Address correspondence to Dr. Finch at the Department of Pharmacy, Methodist University Hospital, 1265 Union Avenue, Memphis, TN 38014 (finchc{at}methodisthealth.org).
Summary. A patient with a history of hypertension, heart failure, and myocardial infarction was admitted to the hospital after complaining of a two-day history of shortness of breath, diaphoresis, and chest pain. The patient underwent a cardiac catheterization and received several medications, including heparin. Suspicions of HIT occurred when her platelets began to decrease severely and she developed a left groin hematoma and a pseudoaneurysm. Lepirudin was initiated and a heparin platelet factor 4 (PF4) antibody test was performed. The results were negative and lepirudin was discontinued. She was rechallenged with unfractionated heparin (UFH) after surgery of the pseudoaneurysm, but her platelets began to decrease again. A second PF4 test was performed, the results of which were positive. The UFH treatment was discontinued. Warfarin was also initiated after surgery and the patients platelets rapidly increased after heparin was discontinued. She was discharged one week later. Three days after discharge, she was readmitted after complaining of severe pain and swelling of the fatty tissue of her right flank that began the day after she was discharged. Some blistering and necrosis were noted on the lesion.
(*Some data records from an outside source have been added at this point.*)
//! Probe steps for observing the engine from tests

use parking_lot::Mutex;
use std::sync::atomic::{AtomicU64, Ordering};
use std::sync::Arc;
use std::thread::ThreadId;
use stepflow::graph::looped::StopOutcome;
use stepflow::graph::{SlotDescriptor, StepContext, StepPlugin};
use stepflow::{Group, StepError, StepMode, TriggerId, ValueType};

/// One compute as seen by a [`RecordingProbe`].
#[derive(Debug, Clone, PartialEq)]
pub struct ProbeRecord {
    pub name: String,
    pub tick: u64,
    pub time: f64,
    pub input: Option<f64>,
    pub thread: ThreadId,
}

pub type ProbeLog = Arc<Mutex<Vec<ProbeRecord>>>;

pub fn probe_log() -> ProbeLog {
    Arc::new(Mutex::new(Vec::new()))
}

/// Appends every compute to a shared log and publishes `in + 1` (or the
/// tick count when unconnected) on `out`.
pub struct RecordingProbe {
    name: String,
    mode: StepMode,
    log: ProbeLog,
}

impl RecordingProbe {
    pub fn new(name: &str, log: &ProbeLog) -> Self {
        Self {
            name: name.to_string(),
            mode: StepMode::Triggered,
            log: log.clone(),
        }
    }

    pub fn looped(mut self) -> Self {
        self.mode = StepMode::Looped;
        self
    }
}

impl StepPlugin for RecordingProbe {
    fn kind(&self) -> &str {
        "recording_probe"
    }

    fn slots(&self) -> Vec<SlotDescriptor> {
        vec![
            SlotDescriptor::input("in", ValueType::Numeric).optional(),
            SlotDescriptor::output("out", ValueType::Float),
        ]
    }

    fn mode(&self) -> StepMode {
        self.mode
    }

    fn compute(&mut self, ctx: &mut StepContext) -> Result<(), StepError> {
        let input = ctx.input("in").and_then(|v| v.as_f64());
        self.log.lock().push(ProbeRecord {
            name: self.name.clone(),
            tick: ctx.tick,
            time: ctx.time,
            input,
            thread: std::thread::current().id(),
        });
        let out = input.map_or(ctx.tick as f64, |x| x + 1.0);
        ctx.set_output("out", out)
    }
}

/// Lifecycle counters shared with a [`CountingProbe`].
#[derive(Debug, Default)]
pub struct Counters {
    pub computes: AtomicU64,
    pub starts: AtomicU64,
    pub stops: AtomicU64,
    pub connects: AtomicU64,
    pub disconnects: AtomicU64,
}

impl Counters {
    pub fn computes(&self) -> u64 {
        self.computes.load(Ordering::SeqCst)
    }

    pub fn starts(&self) -> u64 {
        self.starts.load(Ordering::SeqCst)
    }

    pub fn stops(&self) -> u64 {
        self.stops.load(Ordering::SeqCst)
    }
}

/// Counts computes and lifecycle hooks. Has an optional stale-tolerant
/// input `fb` for feedback wiring and an output `out` carrying the count.
pub struct CountingProbe {
    mode: StepMode,
    counters: Arc<Counters>,
}

impl CountingProbe {
    pub fn new(counters: &Arc<Counters>) -> Self {
        Self {
            mode: StepMode::Triggered,
            counters: counters.clone(),
        }
    }

    pub fn looped(counters: &Arc<Counters>) -> Self {
        Self {
            mode: StepMode::Looped,
            counters: counters.clone(),
        }
    }
}

impl StepPlugin for CountingProbe {
    fn kind(&self) -> &str {
        "counting_probe"
    }

    fn slots(&self) -> Vec<SlotDescriptor> {
        vec![
            SlotDescriptor::input("in", ValueType::Any).optional(),
            SlotDescriptor::input("fb", ValueType::Any)
                .optional()
                .stale_tolerant(),
            SlotDescriptor::output("out", ValueType::Float),
        ]
    }

    fn mode(&self) -> StepMode {
        self.mode
    }

    fn on_start(&mut self) -> Result<(), StepError> {
        self.counters.starts.fetch_add(1, Ordering::SeqCst);
        Ok(())
    }

    fn compute(&mut self, ctx: &mut StepContext) -> Result<(), StepError> {
        let n = self.counters.computes.fetch_add(1, Ordering::SeqCst) + 1;
        ctx.set_output("out", n as f64)
    }

    fn on_stop(&mut self) {
        self.counters.stops.fetch_add(1, Ordering::SeqCst);
    }

    fn on_input_connected(&mut self, _slot: &str, _source: ValueType) {
        self.counters.connects.fetch_add(1, Ordering::SeqCst);
    }

    fn on_input_disconnected(&mut self, _slot: &str) {
        self.counters.disconnects.fetch_add(1, Ordering::SeqCst);
    }
}

/// Fails every compute after the first `ok_computes`.
pub struct FailingProbe {
    ok_computes: u64,
    seen: u64,
}

impl FailingProbe {
    pub fn new(ok_computes: u64) -> Self {
        Self {
            ok_computes,
            seen: 0,
        }
    }
}

impl StepPlugin for FailingProbe {
    fn kind(&self) -> &str {
        "failing_probe"
    }

    fn slots(&self) -> Vec<SlotDescriptor> {
        vec![
            SlotDescriptor::input("in", ValueType::Any).optional(),
            SlotDescriptor::output("out", ValueType::Float),
        ]
    }

    fn compute(&mut self, ctx: &mut StepContext) -> Result<(), StepError> {
        self.seen += 1;
        if self.seen > self.ok_computes {
            return Err(StepError::failed(format!("probe failure #{}", self.seen)));
        }
        ctx.set_output("out", self.seen as f64)
    }
}

/// Panics on every compute.
pub struct PanickingProbe;

impl StepPlugin for PanickingProbe {
    fn kind(&self) -> &str {
        "panicking_probe"
    }

    fn slots(&self) -> Vec<SlotDescriptor> {
        vec![SlotDescriptor::output("out", ValueType::Float)]
    }

    fn compute(&mut self, _ctx: &mut StepContext) -> Result<(), StepError> {
        panic!("probe exploded");
    }
}

/// Stops its own driving loop from inside `compute` once `after` computes
/// have run, and remembers what `stop_trigger` answered.
pub struct SelfStoppingProbe {
    group: Group,
    trigger: TriggerId,
    after: u64,
    seen: u64,
    outcome: Arc<Mutex<Option<StopOutcome>>>,
}

impl SelfStoppingProbe {
    pub fn new(
        group: &Group,
        trigger: TriggerId,
        after: u64,
        outcome: &Arc<Mutex<Option<StopOutcome>>>,
    ) -> Self {
        Self {
            group: group.clone(),
            trigger,
            after,
            seen: 0,
            outcome: outcome.clone(),
        }
    }
}

impl StepPlugin for SelfStoppingProbe {
    fn kind(&self) -> &str {
        "self_stopping_probe"
    }

    fn slots(&self) -> Vec<SlotDescriptor> {
        vec![SlotDescriptor::output("out", ValueType::Float)]
    }

    fn mode(&self) -> StepMode {
        StepMode::Looped
    }

    fn compute(&mut self, ctx: &mut StepContext) -> Result<(), StepError> {
        self.seen += 1;
        if self.seen == self.after {
            let outcome = self
                .group
                .stop_trigger(self.trigger)
                .map_err(|e| StepError::failed(e.to_string()))?;
            *self.outcome.lock() = Some(outcome);
        }
        ctx.set_output("out", self.seen as f64)
    }
}

/// Requests a stop of its driving loop through the step context.
pub struct StopRequestingProbe {
    after: u64,
    seen: Arc<AtomicU64>,
}

impl StopRequestingProbe {
    pub fn new(after: u64, seen: &Arc<AtomicU64>) -> Self {
        Self {
            after,
            seen: seen.clone(),
        }
    }
}

impl StepPlugin for StopRequestingProbe {
    fn kind(&self) -> &str {
        "stop_requesting_probe"
    }

    fn slots(&self) -> Vec<SlotDescriptor> {
        vec![SlotDescriptor::output("out", ValueType::Float)]
    }

    fn mode(&self) -> StepMode {
        StepMode::Looped
    }

    fn compute(&mut self, ctx: &mut StepContext) -> Result<(), StepError> {
        let n = self.seen.fetch_add(1, Ordering::SeqCst) + 1;
        if n >= self.after {
            ctx.request_stop();
        }
        ctx.set_output("out", n as f64)
    }
}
Histological sections showed focal thrombosis of vessels in the deep reticular dermis consistent with WISN. Local wound care was given to manage the WISN, lepirudin was initiated, and warfarin was discontinued and reinstated one week later at a low dosage.
Conclusion. A patient with HIT developed severe skin necrosis after initiation of warfarin therapy.
Index terms: Anticoagulants; Dosage; Heparin; Necrosis; Skin diseases; Thrombocytopenia; Toxicity; Warfarin
Purpose. A case of heparin-induced thrombocytopenia (HIT) complicated by warfarin-induced skin necrosis (WISN) is reported.